RECORD SET Block Start
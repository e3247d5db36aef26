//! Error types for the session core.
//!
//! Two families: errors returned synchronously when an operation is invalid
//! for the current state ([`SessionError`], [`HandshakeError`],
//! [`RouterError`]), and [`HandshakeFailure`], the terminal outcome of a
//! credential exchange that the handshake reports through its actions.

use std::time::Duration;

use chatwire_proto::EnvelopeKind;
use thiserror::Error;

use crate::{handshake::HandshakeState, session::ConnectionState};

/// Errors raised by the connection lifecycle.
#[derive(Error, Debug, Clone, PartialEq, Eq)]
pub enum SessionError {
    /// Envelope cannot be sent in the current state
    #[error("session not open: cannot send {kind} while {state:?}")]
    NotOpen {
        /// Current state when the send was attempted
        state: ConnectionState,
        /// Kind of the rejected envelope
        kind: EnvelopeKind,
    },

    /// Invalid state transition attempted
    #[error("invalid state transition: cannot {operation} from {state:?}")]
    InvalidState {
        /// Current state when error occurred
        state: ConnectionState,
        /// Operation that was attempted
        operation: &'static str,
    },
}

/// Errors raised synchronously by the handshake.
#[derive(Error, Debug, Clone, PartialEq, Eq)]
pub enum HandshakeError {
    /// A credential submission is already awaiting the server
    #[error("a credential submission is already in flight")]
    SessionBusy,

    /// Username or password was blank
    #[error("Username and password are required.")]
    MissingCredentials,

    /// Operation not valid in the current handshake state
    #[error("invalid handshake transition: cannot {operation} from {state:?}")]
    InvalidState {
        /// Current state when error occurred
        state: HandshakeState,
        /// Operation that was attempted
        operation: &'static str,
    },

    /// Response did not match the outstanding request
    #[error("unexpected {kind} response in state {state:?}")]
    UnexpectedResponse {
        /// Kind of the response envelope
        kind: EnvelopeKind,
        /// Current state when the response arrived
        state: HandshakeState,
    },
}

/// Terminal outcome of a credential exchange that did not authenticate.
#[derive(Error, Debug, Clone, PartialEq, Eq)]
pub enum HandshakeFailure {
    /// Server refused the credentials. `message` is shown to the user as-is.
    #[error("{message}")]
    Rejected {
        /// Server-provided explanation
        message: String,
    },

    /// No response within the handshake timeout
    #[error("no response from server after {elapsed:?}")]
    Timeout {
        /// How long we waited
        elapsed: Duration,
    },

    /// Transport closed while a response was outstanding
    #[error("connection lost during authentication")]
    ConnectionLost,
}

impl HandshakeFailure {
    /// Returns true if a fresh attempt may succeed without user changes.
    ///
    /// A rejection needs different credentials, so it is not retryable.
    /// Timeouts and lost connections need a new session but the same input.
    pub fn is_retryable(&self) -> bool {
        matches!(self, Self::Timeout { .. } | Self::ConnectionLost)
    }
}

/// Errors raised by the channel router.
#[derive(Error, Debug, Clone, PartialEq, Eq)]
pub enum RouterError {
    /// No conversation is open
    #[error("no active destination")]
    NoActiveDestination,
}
RECORD SET Block End
RECORD SET Block Start
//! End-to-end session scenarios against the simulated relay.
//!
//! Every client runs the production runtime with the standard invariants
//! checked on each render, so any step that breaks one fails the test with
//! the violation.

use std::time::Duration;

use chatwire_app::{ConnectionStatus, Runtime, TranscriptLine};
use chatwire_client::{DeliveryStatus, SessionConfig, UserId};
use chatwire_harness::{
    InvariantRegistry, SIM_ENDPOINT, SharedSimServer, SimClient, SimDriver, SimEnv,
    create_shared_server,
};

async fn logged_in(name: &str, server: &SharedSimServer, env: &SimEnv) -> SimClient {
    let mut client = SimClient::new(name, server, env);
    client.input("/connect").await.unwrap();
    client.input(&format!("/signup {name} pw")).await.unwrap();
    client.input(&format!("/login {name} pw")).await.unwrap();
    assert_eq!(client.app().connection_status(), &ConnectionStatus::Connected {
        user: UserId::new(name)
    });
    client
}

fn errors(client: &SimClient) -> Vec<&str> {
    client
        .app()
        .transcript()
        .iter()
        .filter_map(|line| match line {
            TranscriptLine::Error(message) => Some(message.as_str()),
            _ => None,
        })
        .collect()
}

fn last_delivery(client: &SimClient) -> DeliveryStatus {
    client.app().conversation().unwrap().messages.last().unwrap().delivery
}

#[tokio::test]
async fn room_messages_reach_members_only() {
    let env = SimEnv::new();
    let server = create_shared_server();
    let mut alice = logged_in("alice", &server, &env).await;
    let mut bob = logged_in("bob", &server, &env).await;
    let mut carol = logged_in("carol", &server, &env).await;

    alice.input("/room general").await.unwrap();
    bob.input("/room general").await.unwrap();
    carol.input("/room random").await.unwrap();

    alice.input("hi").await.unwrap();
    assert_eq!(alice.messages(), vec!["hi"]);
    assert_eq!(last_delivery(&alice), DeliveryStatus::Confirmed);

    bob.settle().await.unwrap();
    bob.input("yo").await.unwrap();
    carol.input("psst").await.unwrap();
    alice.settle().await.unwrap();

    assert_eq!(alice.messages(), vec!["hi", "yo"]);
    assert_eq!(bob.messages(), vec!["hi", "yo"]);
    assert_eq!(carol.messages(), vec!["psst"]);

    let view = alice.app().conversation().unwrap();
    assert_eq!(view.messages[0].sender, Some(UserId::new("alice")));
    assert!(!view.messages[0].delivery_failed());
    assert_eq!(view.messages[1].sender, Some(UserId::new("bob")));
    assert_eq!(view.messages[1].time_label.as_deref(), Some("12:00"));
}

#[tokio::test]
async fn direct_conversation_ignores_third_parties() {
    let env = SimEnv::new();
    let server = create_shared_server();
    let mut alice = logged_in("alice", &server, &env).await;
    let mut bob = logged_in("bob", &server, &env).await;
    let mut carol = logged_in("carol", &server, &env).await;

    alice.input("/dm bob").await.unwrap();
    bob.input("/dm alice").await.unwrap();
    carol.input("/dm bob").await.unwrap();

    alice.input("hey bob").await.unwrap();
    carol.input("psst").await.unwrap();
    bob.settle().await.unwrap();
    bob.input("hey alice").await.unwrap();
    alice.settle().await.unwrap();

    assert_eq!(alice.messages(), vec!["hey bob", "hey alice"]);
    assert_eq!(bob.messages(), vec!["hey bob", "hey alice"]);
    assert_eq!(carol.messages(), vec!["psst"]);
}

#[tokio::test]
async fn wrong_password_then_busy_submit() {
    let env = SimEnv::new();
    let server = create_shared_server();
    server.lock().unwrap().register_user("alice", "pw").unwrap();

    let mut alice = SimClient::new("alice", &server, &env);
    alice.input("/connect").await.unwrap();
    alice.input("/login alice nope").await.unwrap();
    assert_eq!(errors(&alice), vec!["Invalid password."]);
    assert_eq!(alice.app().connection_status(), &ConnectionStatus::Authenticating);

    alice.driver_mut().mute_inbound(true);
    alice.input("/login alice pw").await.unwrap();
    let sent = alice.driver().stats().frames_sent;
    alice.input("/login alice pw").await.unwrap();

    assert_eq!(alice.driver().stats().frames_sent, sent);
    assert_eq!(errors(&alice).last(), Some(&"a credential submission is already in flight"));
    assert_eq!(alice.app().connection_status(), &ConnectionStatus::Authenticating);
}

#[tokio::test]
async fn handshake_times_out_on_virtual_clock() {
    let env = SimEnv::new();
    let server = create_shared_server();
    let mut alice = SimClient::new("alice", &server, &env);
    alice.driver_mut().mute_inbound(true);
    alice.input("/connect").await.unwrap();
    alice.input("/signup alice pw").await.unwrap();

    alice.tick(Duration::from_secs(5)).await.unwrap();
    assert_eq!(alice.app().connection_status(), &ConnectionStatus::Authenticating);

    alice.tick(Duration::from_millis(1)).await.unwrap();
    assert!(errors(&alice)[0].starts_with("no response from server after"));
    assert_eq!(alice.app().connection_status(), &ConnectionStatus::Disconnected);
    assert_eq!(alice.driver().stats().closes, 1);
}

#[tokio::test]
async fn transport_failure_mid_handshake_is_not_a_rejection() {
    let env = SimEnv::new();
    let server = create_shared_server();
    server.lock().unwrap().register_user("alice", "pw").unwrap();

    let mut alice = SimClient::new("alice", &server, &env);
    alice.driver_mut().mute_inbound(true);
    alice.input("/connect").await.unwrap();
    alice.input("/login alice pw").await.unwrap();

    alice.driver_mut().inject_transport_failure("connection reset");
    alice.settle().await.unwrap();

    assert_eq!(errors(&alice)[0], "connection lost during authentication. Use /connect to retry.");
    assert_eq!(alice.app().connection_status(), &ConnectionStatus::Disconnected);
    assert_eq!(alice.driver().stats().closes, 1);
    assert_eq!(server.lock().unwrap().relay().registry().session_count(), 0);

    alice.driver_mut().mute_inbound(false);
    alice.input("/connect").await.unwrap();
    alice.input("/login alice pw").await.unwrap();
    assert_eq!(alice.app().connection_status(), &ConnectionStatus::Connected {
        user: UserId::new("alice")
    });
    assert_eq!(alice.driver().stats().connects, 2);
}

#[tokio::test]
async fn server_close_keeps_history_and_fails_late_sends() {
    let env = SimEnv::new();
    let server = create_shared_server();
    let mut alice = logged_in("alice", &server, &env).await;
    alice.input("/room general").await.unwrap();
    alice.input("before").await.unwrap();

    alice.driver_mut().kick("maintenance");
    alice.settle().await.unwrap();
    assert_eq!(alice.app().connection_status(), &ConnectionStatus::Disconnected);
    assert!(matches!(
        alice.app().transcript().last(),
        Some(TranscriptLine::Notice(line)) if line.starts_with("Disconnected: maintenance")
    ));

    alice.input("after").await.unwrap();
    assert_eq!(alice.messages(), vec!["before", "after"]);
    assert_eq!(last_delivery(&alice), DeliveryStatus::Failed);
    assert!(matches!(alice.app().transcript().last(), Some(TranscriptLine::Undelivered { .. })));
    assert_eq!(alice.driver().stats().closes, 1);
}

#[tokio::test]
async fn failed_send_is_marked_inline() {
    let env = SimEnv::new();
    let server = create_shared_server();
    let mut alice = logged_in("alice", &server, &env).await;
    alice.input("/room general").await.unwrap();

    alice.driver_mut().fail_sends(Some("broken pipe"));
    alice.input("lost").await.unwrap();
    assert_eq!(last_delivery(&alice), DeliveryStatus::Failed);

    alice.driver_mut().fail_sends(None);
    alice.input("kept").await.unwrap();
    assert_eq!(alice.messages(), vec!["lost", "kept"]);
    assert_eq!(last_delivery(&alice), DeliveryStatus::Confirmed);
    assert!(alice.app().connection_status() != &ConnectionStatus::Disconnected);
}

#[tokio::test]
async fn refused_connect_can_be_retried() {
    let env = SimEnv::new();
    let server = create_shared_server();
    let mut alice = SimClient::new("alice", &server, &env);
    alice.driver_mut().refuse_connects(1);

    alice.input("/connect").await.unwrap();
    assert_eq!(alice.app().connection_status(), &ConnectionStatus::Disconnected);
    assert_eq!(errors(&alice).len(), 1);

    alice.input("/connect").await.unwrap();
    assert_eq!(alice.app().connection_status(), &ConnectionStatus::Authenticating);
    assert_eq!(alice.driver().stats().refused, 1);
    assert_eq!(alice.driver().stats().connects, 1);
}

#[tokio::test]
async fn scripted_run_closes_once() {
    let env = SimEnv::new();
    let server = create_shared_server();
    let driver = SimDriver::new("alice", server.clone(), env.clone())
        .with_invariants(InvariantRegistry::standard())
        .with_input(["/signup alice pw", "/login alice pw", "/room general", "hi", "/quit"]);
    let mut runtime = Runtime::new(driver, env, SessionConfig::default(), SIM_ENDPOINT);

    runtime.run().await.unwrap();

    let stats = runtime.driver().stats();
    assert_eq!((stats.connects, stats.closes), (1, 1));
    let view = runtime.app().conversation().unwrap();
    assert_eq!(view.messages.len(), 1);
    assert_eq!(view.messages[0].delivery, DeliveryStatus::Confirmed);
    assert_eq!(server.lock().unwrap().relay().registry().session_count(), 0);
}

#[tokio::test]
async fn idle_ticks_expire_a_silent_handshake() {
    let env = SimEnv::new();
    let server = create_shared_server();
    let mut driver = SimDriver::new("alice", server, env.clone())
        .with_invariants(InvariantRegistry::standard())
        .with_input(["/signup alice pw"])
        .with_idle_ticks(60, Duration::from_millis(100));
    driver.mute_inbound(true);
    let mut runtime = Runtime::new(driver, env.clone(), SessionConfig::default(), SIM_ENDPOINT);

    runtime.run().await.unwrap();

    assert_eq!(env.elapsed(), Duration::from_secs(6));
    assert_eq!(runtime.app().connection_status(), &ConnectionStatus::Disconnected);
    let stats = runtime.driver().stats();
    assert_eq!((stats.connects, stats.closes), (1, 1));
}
RECORD SET Block End
### WORK ORDER
State how many lines of the entries above include the word "transition", offering no text other than the number.

### OUTPUT BELOW
3